Could this be a cause from the dog food. If so, what brand of food would you suggest?

Thanks.


----------



## BeauShel (May 20, 2007)

Hello and welcome,
I dont have any answers for you but went searching and found this one thing on a website. I read that there is some stuff your vet can give your pup to help with the bad breath. Good luck. And congrats for getting her weight down and making her more healthy. 

*Bad Breath*

While bad breath caused by dental disease may not be too serious if caught early enough, some odors may be indicative of fairly serious, chronic problems. Liver or intestinal diseases may cause foul breath, whereas a sweet, fruity smell may be indicative of diabetes. If your dog’s breath smells like ammonia or urine, kidney disease is a possibility. Any time you notice your pet has bad breath accompanied by other signs of ill health, such as loss of appetite, vomiting, weight loss, depression, excessive drinking or urinating, schedule a visit to the veterinarian.


----------



## Ash (Sep 11, 2007)

I believe it can be caused by food. I had switched to something and so did my friend and both noticed the dogs breath was horrible in a matter of day of feeding that food. I would reccomend Canidae usually works well for most people and pets.


----------



## Goldilocks (Jun 3, 2007)

My Golden had very bad breath even after having her teeth cleaned at the vet.

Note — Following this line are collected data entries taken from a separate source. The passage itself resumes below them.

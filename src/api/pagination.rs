// Page-number pagination: `?page=N` or `?page=last`, fixed size per collection

use axum::http::Uri;
use serde::Serialize;

use crate::error::{AppError, AppResult};

/// List envelope, `{count, next, previous, results}`.
#[derive(Debug, Clone, PartialEq, Serialize)]
pub struct Page<T> {
    pub count: i64,
    pub next: Option<String>,
    pub previous: Option<String>,
    pub results: Vec<T>,
}

/// The slice of a collection a page request resolves to.
#[derive(Debug, Clone, Copy, PartialEq, Eq)]
pub struct PageWindow {
    pub number: i64,
    pub num_pages: i64,
    pub limit: i64,
    pub offset: i64,
}

impl PageWindow {
    /// An empty collection still has one (empty) first page.
    pub fn resolve(page: Option<&str>, count: i64, page_size: u32) -> AppResult<Self> {
        let limit = i64::from(page_size.max(1));
        let num_pages = ((count + limit - 1) / limit).max(1);

        let number = match page {
            None => 1,
            Some("last") => num_pages,
            Some(raw) => raw.parse::<i64>().map_err(|_| invalid_page())?,
        };
        if number < 1 || number > num_pages {
            return Err(invalid_page());
        }

        Ok(Self { number, num_pages, limit, offset: (number - 1) * limit })
    }

    pub fn has_next(&self) -> bool {
        self.number < self.num_pages
    }

    pub fn has_previous(&self) -> bool {
        self.number > 1
    }
}

fn invalid_page() -> AppError {
    AppError::NotFound("Invalid page.".to_string())
}

/// `uri` with its `page` parameter rewritten; page 1 drops the parameter.
pub fn page_link(uri: &Uri, page: i64) -> String {
    let mut pairs: Vec<String> = uri
        .query()
        .unwrap_or_default()
        .split('&')
        .filter(|pair| !pair.is_empty())
        .filter(|pair| pair.split('=').next() != Some("page"))
        .map(str::to_string)
        .collect();
    if page != 1 {
        pairs.push(format!("page={}", page));
    }

    if pairs.is_empty() {
        uri.path().to_string()
    } else {
        format!("{}?{}", uri.path(), pairs.join("&"))
    }
}

impl<T> Page<T> {
    pub fn new(uri: &Uri, window: PageWindow, count: i64, results: Vec<T>) -> Self {
        Self {
            count,
            next: window.has_next().then(|| page_link(uri, window.number + 1)),
            previous: window.has_previous().then(|| page_link(uri, window.number - 1)),
            results,
        }
    }
}

#[cfg(test)]
mod tests {
    use super::*;

    #[test]
    fn test_resolve_windows() {
        let window = PageWindow::resolve(None, 12, 5).unwrap();
        assert_eq!(window, PageWindow { number: 1, num_pages: 3, limit: 5, offset: 0 });

        let last = PageWindow::resolve(Some("last"), 12, 5).unwrap();
        assert_eq!((last.number, last.offset), (3, 10));
        assert!(!last.has_next());
        assert!(last.has_previous());

        let empty = PageWindow::resolve(Some("1"), 0, 5).unwrap();
        assert_eq!(empty.num_pages, 1);
    }

    #[test]
    fn test_invalid_pages() {
        for page in ["0", "4", "-1", "abc"] {
            match PageWindow::resolve(Some(page), 12, 5).unwrap_err() {
                AppError::NotFound(msg) => assert_eq!(msg, "Invalid page."),
                other => panic!("unexpected error {:?}", other),
            }
        }
    }

    #[test]
    fn test_links_preserve_other_parameters() {
        let uri: Uri = "/api/social_media/posts/?title=hi&page=2".parse().unwrap();
        let window = PageWindow::resolve(Some("2"), 12, 5).unwrap();
        let page = Page::new(&uri, window, 12, vec![1, 2, 3]);

        assert_eq!(page.next.as_deref(), Some("/api/social_media/posts/?title=hi&page=3"));
        assert_eq!(page.previous.as_deref(), Some("/api/social_media/posts/?title=hi"));
    }

    #[test]
    fn test_single_page_has_no_links() {
        let uri: Uri = "/api/social_media/hashtags/".parse().unwrap();
        let window = PageWindow::resolve(None, 3, 10).unwrap();
        let page = Page::new(&uri, window, 3, vec!["a", "b", "c"]);
        assert_eq!(page.next, None);
        assert_eq!(page.previous, None);
    }
}
// Wire models - request payloads and the per-action response shapes

pub mod hashtag_models;
pub mod post_models;
pub mod profile_models;
pub mod validation;

use serde::{Deserialize, Serialize};

use crate::infrastructure::MediaStorage;

/// Human-readable outcome of a domain action, `{"detail": "..."}`.
#[derive(Debug, Clone, PartialEq, Serialize, Deserialize)]
pub struct DetailMessage {
    pub detail: String,
}

impl DetailMessage {
    pub fn new(detail: impl Into<String>) -> Self {
        Self { detail: detail.into() }
    }
}

/// Response of the upload-image actions.
#[derive(Debug, Clone, PartialEq, Serialize)]
pub struct ImageView {
    pub id: i64,
    pub image: Option<String>,
}

/// Public URL for an optional stored path.
pub fn image_url(media: &MediaStorage, path: Option<&str>) -> Option<String> {
    path.map(|path| media.url_for(path))
}
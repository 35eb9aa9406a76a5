// Entities - persisted rows and their direct persistence operations

pub mod ent_comment;
pub mod ent_hashtag;
pub mod ent_post;
pub mod ent_profile;

pub use ent_comment::EntComment;
pub use ent_hashtag::EntHashtag;
pub use ent_post::EntPost;
pub use ent_profile::EntProfile;

use async_trait::async_trait;
use sqlx::{sqlite::SqliteRow, FromRow};

use crate::error::{AppError, AppResult};
use crate::infrastructure::database::SocialDatabase;

/// Common load/delete operations shared by every table-backed entity.
#[async_trait]
pub trait Entity: for<'r> FromRow<'r, SqliteRow> + Send + Sync + Unpin + Sized {
    /// Entity type name used in logs
    const ENTITY_TYPE: &'static str;
    const TABLE: &'static str;

    type Id: Into<i64> + Copy + Send + Sync + std::fmt::Display + 'static;

    /// Load entity - returns None if not found
    async fn gen_nullable(db: &SocialDatabase, id: Self::Id) -> AppResult<Option<Self>> {
        let sql = format!("SELECT * FROM {} WHERE id = ?", Self::TABLE);
        let entity = sqlx::query_as::<_, Self>(&sql)
            .bind(id.into())
            .fetch_optional(&db.pool)
            .await?;
        Ok(entity)
    }

    /// Load entity with enforcement - 404 if not found
    async fn gen_enforce(db: &SocialDatabase, id: Self::Id) -> AppResult<Self> {
        Self::gen_nullable(db, id).await?.ok_or_else(|| {
            tracing::debug!("{} {} not found", Self::ENTITY_TYPE, id);
            AppError::not_found()
        })
    }

    async fn exists(db: &SocialDatabase, id: Self::Id) -> AppResult<bool> {
        let sql = format!("SELECT 1 FROM {} WHERE id = ?", Self::TABLE);
        let row = sqlx::query(&sql)
            .bind(id.into())
            .fetch_optional(&db.pool)
            .await?;
        Ok(row.is_some())
    }

    /// Delete by id; dependent rows go with it through ON DELETE CASCADE.
    async fn delete(db: &SocialDatabase, id: Self::Id) -> AppResult<bool> {
        let sql = format!("DELETE FROM {} WHERE id = ?", Self::TABLE);
        let result = sqlx::query(&sql).bind(id.into()).execute(&db.pool).await?;
        if result.rows_affected() > 0 {
            tracing::info!("deleted {} {}", Self::ENTITY_TYPE, id);
        }
        Ok(result.rows_affected() > 0)
    }
}
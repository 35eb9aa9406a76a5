// Services - relationship logic and annotated read queries above the entities

pub mod engagement_service;
pub mod post_query_service;
pub mod profile_query_service;
pub mod social_graph_service;

pub use engagement_service::{EngagementService, LikeOutcome};
pub use post_query_service::{CommentSummary, PostFilter, PostQueryService, PostSummary};
pub use profile_query_service::{ProfileFilter, ProfileQueryService, ProfileSummary};
pub use social_graph_service::SocialGraphService;
// Request extractors that reject with the API's error shapes

use axum::{
    extract::{multipart::MultipartError, FromRequest, FromRequestParts, Multipart, Path, Request},
    http::{request::Parts, StatusCode},
    Json,
};
use serde::de::DeserializeOwned;
use serde::Deserialize;

use crate::error::{AppError, AppResult, FieldErrors};
use crate::infrastructure::media_storage::ImageUpload;

/// Object id from the URL. Anything that isn't a valid id is simply not found.
#[derive(Debug, Clone, Copy)]
pub struct IdPath<T>(pub T);

impl<S, T> FromRequestParts<S> for IdPath<T>
where
    S: Send + Sync,
    T: DeserializeOwned + Send,
{
    type Rejection = AppError;

    async fn from_request_parts(parts: &mut Parts, state: &S) -> Result<Self, Self::Rejection> {
        Path::<T>::from_request_parts(parts, state)
            .await
            .map(|Path(id)| IdPath(id))
            .map_err(|_| AppError::not_found())
    }
}

/// JSON body; syntax and type errors become a 400 `{"detail": ...}`.
#[derive(Debug, Clone)]
pub struct ApiJson<T>(pub T);

impl<S, T> FromRequest<S> for ApiJson<T>
where
    S: Send + Sync,
    T: DeserializeOwned,
{
    type Rejection = AppError;

    async fn from_request(req: Request, state: &S) -> Result<Self, Self::Rejection> {
        Json::<T>::from_request(req, state)
            .await
            .map(|Json(value)| ApiJson(value))
            .map_err(|rejection| {
                AppError::BadRequest(format!("JSON parse error - {}", rejection.body_text()))
            })
    }
}

/// Raw query pairs, kept in request order.
#[derive(Debug, Clone, Default, Deserialize)]
#[serde(transparent)]
pub struct QueryParams(Vec<(String, String)>);

impl QueryParams {
    /// Last non-empty value for `key`; empty filter values are ignored.
    pub fn get(&self, key: &str) -> Option<&str> {
        self.0
            .iter()
            .rev()
            .find(|(k, v)| k == key && !v.is_empty())
            .map(|(_, v)| v.as_str())
    }

    pub fn text(&self, key: &str) -> Option<String> {
        self.get(key).map(str::to_string)
    }

    /// Every value for `key`, with comma-separated lists flattened.
    pub fn list(&self, key: &str) -> Vec<&str> {
        self.0
            .iter()
            .filter(|(k, _)| k == key)
            .flat_map(|(_, v)| v.split(','))
            .map(str::trim)
            .filter(|v| !v.is_empty())
            .collect()
    }
}

/// Pull the `image` file out of a multipart form; other fields are ignored.
pub async fn read_image_field(mut multipart: Multipart) -> AppResult<Option<ImageUpload>> {
    let multipart_error = |e: MultipartError| {
        tracing::debug!("multipart read failed: {}", e);
        let message = if e.status() == StatusCode::PAYLOAD_TOO_LARGE {
            "The submitted file is too large."
        } else {
            "The submitted data was not a file. Check the encoding type on the form."
        };
        AppError::Validation(FieldErrors::single("image", message))
    };

    while let Some(field) = multipart.next_field().await.map_err(multipart_error)? {
        if field.name() != Some("image") {
            continue;
        }
        let file_name = field.file_name().map(str::to_string);
        let bytes = field.bytes().await.map_err(multipart_error)?;
        return Ok(Some(ImageUpload { file_name, bytes: bytes.to_vec() }));
    }
    Ok(None)
}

She was eating kibble and it didn't seem to matter what brand I tried, the bad breath was still there. Her breath actually smelt like poop and a yawn could clear the room. We too were brushing her teeth and I spent $30 on a mouth gel from the vet that was supposed to cure bad breath. Nothing worked until our pet food store manager suggested raw food. She is now on a raw diet and the bad breath is gone (it was gone almost from the first bone). I spoke to a Golden breeder who feeds raw and she told me the kibble was probably fermenting in the stomach. The raw food with it's enzymes naturally clean the teeth and is processed faster by the stomach.

If you don't want to feed your dog raw food, I would suggest just buying large beef marrow bones with a bit of meat on the bone. Let your dog chew one of these bones a couple times a week. I bet it works! 

Just a reminder to never give cooked bones of any kind.


----------



## griffin (Apr 16, 2008)

My breeder has been giving all of her dogs fresh chopped parsley in their food. Its remarkable on how her dogs do not have bad breath or a typical "doggy smell" even if they are wet!!!


----------



## janet (Apr 14, 2008)

our Lizzy has on the moment inflammation of the bladder
and her breath smells like urine
is this normal with this inflammation or should i go to the vet again with this??
_(we went to the vet last saturday, and she has medication for 10 days ) _


----------



## Goldie Oldie (Mar 27, 2008)

*for Goldilocks!*

Hi there,
I just began the switch from Kibble to a Raw diet with my one 4 yr Golden.
That was 2 days ago. He is lethargic, not himself at all. He appears to have a stomach ache! I have given him plain pumpkin and a little yogurt yesterday, seemed to help.
Can you tell me what you found with the "transition" period on the raw diet. I gave him a chicken neck on day 1 and he ate it but kind of coughed for hours afterwards.
I want to continue but am a little concerned.
Any thoughts or comments on this new way to feed would help ease my mind about it all. Somehow I just cant get my head around giving him raw chicken necks!! I am currently feeding him Mountain Dog Food (raw, all natural but commercially prepared)
Thanks much,
L


----------